Vous pilotez actuellement une étude, consacrée par le Prix scientifique 2018 de la Fondation Leenaards, sur la corrélation entre la précarité et le vieillissement du cerveau. Des conditions socio-économiques défavorables pourraient même accélérer le déclin de nos performances cognitives ?

SS : Avec ce projet, on va pouvoir tester si les conditions socioéconomiques ont effectivement un impact sur la structure et sur la fonction du cerveau, et si par cela elles contribuent à un déclin cognitif plus rapide chez les personnes défavorisées. On utilisera des données de Suisse romande et on pourra aussi tester si l’impact des conditions socioéconomiques défavorables à l’enfance (mesurées rétrospectivement) sur le vieillissement du cerveau, est réversible à l’âge adulte.

 

On voit que les inégalités sociales constituent un enjeu sanitaire important. Comment prévenir cette iniquité en santé de façon optimale ? Par l’accès aux soins, par l’identification de la maladie, par l’information, par l’intervention ciblée ?

SS : Cette question aurait besoin d’un livre comme réponse. C’est très complexe, et pas très clair non plus, et cela explique en partie pourquoi on a parfois l’impression de tourner en rond. Les inégalités sociales de santé trouvent leurs origines dans les inégalités sociales, qui sont par contre, elles, acceptées comme naturelles dans nos sociétés, en partie pour des raisons historiques.

De tous les aspects qui entourent ce domaine si complexe, ce qui me semble personnellement être l’enjeu le plus important, c’est le fait que les conditions socio-économiques ont un impact sur la santé et sur le vieillissement, à partir de la conception. Je pense que la plupart des efforts devraient être mis sur des interventions qui ont pour but d’éviter des inégalités au départ, c’est-à-dire au moment de la grossesse et la petite enfance.
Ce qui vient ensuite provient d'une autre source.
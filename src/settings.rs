//! Workspace settings sections stored as JSON in the `settings` table.

use crate::db;
use crate::query::list::ListDefaults;
use crate::query::SortOrder;
use crate::schema::Rules;
use rusqlite::Connection;
use serde_json::{json, Map, Value};

#[derive(Debug, Clone, Copy, PartialEq, Eq)]
pub enum SetupSection {
    Lists,
    Accounts,
}

impl SetupSection {
    pub const ALL: [SetupSection; 2] = [SetupSection::Lists, SetupSection::Accounts];

    pub fn parse(s: &str) -> Option<Self> {
        match s {
            "lists" => Some(Self::Lists),
            "accounts" => Some(Self::Accounts),
            _ => None,
        }
    }

    pub fn name(self) -> &'static str {
        match self {
            Self::Lists => "lists",
            Self::Accounts => "accounts",
        }
    }

    fn key(self) -> &'static str {
        match self {
            Self::Lists => "setup.lists",
            Self::Accounts => "setup.accounts",
        }
    }
}

fn default_section(section: SetupSection) -> Value {
    match section {
        SetupSection::Lists => json!({
            "pageSize": 10,
            "defaultSortOrder": "asc"
        }),
        SetupSection::Accounts => json!({
            "minPasswordLength": 8,
            "sessionTtlMinutes": 720
        }),
    }
}

fn parse_i64_range(v: &Value, key: &str, min: i64, max: i64) -> Result<i64, String> {
    let n = v
        .as_i64()
        .ok_or_else(|| format!("{} must be integer", key))?;
    if !(min..=max).contains(&n) {
        return Err(format!("{} must be in {}..={}", key, min, max));
    }
    Ok(n)
}

pub fn merge_section_patch(
    section: SetupSection,
    current: &mut Value,
    patch: &Map<String, Value>,
) -> Result<(), String> {
    let obj = current
        .as_object_mut()
        .ok_or_else(|| "internal setup object must be a JSON object".to_string())?;
    for (k, v) in patch {
        match section {
            SetupSection::Lists => match k.as_str() {
                "pageSize" => {
                    obj.insert(k.clone(), Value::from(parse_i64_range(v, k, 1, 100)?));
                }
                "defaultSortOrder" => {
                    let order = v
                        .as_str()
                        .and_then(SortOrder::parse)
                        .ok_or_else(|| "defaultSortOrder must be one of: asc, desc".to_string())?;
                    obj.insert(k.clone(), Value::String(order.as_str().to_string()));
                }
                _ => return Err(format!("unknown lists field: {}", k)),
            },
            SetupSection::Accounts => match k.as_str() {
                "minPasswordLength" => {
                    obj.insert(k.clone(), Value::from(parse_i64_range(v, k, 8, 64)?));
                }
                "sessionTtlMinutes" => {
                    obj.insert(k.clone(), Value::from(parse_i64_range(v, k, 5, 10080)?));
                }
                _ => return Err(format!("unknown accounts field: {}", k)),
            },
        }
    }
    Ok(())
}

pub fn load_section(conn: &Connection, section: SetupSection) -> anyhow::Result<Value> {
    let mut current = default_section(section);
    if let Some(saved) = db::settings_get_json(conn, section.key())? {
        if let Some(saved_obj) = saved.as_object() {
            // Malformed saved values fall back to defaults field by field.
            for (k, v) in saved_obj {
                let mut single = Map::new();
                single.insert(k.clone(), v.clone());
                let _ = merge_section_patch(section, &mut current, &single);
            }
        }
    }
    Ok(current)
}

pub fn save_section(conn: &Connection, section: SetupSection, value: &Value) -> anyhow::Result<()> {
    db::settings_set_json(conn, section.key(), value)
}

pub fn list_defaults(conn: &Connection) -> anyhow::Result<ListDefaults> {
    let lists = load_section(conn, SetupSection::Lists)?;
    let mut out = ListDefaults::default();
    if let Some(n) = lists["pageSize"].as_u64() {
        out.page_size = n as u32;
    }
    if let Some(order) = lists["defaultSortOrder"].as_str().and_then(SortOrder::parse) {
        out.sort = order;
    }
    Ok(out)
}

#[derive(Debug, Clone, Copy)]
pub struct AccountSettings {
    pub min_password_length: usize,
    pub session_ttl: chrono::Duration,
}

impl AccountSettings {
    pub fn rules(&self) -> Rules {
        Rules {
            min_password_length: self.min_password_length,
        }
    }
}

pub fn account_settings(conn: &Connection) -> anyhow::Result<AccountSettings> {
    let accounts = load_section(conn, SetupSection::Accounts)?;
    Ok(AccountSettings {
        min_password_length: accounts["minPasswordLength"].as_u64().unwrap_or(8) as usize,
        session_ttl: chrono::Duration::minutes(
            accounts["sessionTtlMinutes"].as_i64().unwrap_or(720),
        ),
    })
}

#[cfg(test)]
mod tests {
    use super::*;

    fn store() -> Connection {
        let ws = std::env::temp_dir().join(format!("schoold-settings-{}", uuid::Uuid::new_v4()));
        db::open_db(&ws).expect("open")
    }

    fn patch(v: Value) -> Map<String, Value> {
        v.as_object().cloned().expect("object")
    }

    #[test]
    fn defaults_without_saved_values() {
        let conn = store();
        let d = list_defaults(&conn).expect("lists");
        assert_eq!(d.page_size, 10);
        assert_eq!(d.sort, SortOrder::Asc);
        let a = account_settings(&conn).expect("accounts");
        assert_eq!(a.min_password_length, 8);
        assert_eq!(a.session_ttl, chrono::Duration::minutes(720));
    }

    #[test]
    fn patches_are_validated() {
        let mut lists = default_section(SetupSection::Lists);
        assert!(merge_section_patch(SetupSection::Lists, &mut lists, &patch(json!({ "pageSize": 0 }))).is_err());
        assert!(merge_section_patch(SetupSection::Lists, &mut lists, &patch(json!({ "pageSize": "5" }))).is_err());
        assert!(merge_section_patch(SetupSection::Lists, &mut lists, &patch(json!({ "color": "red" }))).is_err());
        merge_section_patch(
            SetupSection::Lists,
            &mut lists,
            &patch(json!({ "pageSize": 25, "defaultSortOrder": "DESC" })),
        )
        .expect("valid patch");
        assert_eq!(lists["pageSize"], 25);
        assert_eq!(lists["defaultSortOrder"], "desc");
    }

    #[test]
    fn saved_section_drives_accessors() {
        let conn = store();
        let mut accounts = load_section(&conn, SetupSection::Accounts).expect("load");
        merge_section_patch(
            SetupSection::Accounts,
            &mut accounts,
            &patch(json!({ "minPasswordLength": 12 })),
        )
        .expect("patch");
        save_section(&conn, SetupSection::Accounts, &accounts).expect("save");
        assert_eq!(account_settings(&conn).expect("accounts").min_password_length, 12);
    }

    #[test]
    fn malformed_saved_field_keeps_default() {
        let conn = store();
        db::settings_set_json(&conn, "setup.lists", &json!({ "pageSize": 500, "defaultSortOrder": "desc" }))
            .expect("raw set");
        let d = list_defaults(&conn).expect("lists");
        assert_eq!(d.page_size, 10);
        assert_eq!(d.sort, SortOrder::Desc);
    }
}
Comme moyens, j’utiliserais tous ceux que vous citez (l’accès aux soins, par l’identification de la maladie, par l’information, par l’intervention ciblée), mais aussi des mesures structurelles comme l’accès à une éducation de qualité pour tous, la garde d’enfants gratuite ou subventionnée, la réglementation des produits (alimentaires, cosmétiques, etc.) utilisés pendant la grossesse et par les enfants, des réglementations pour un environnement plus propre, des lois contre le tabagisme actif et passif, et ainsi de suite.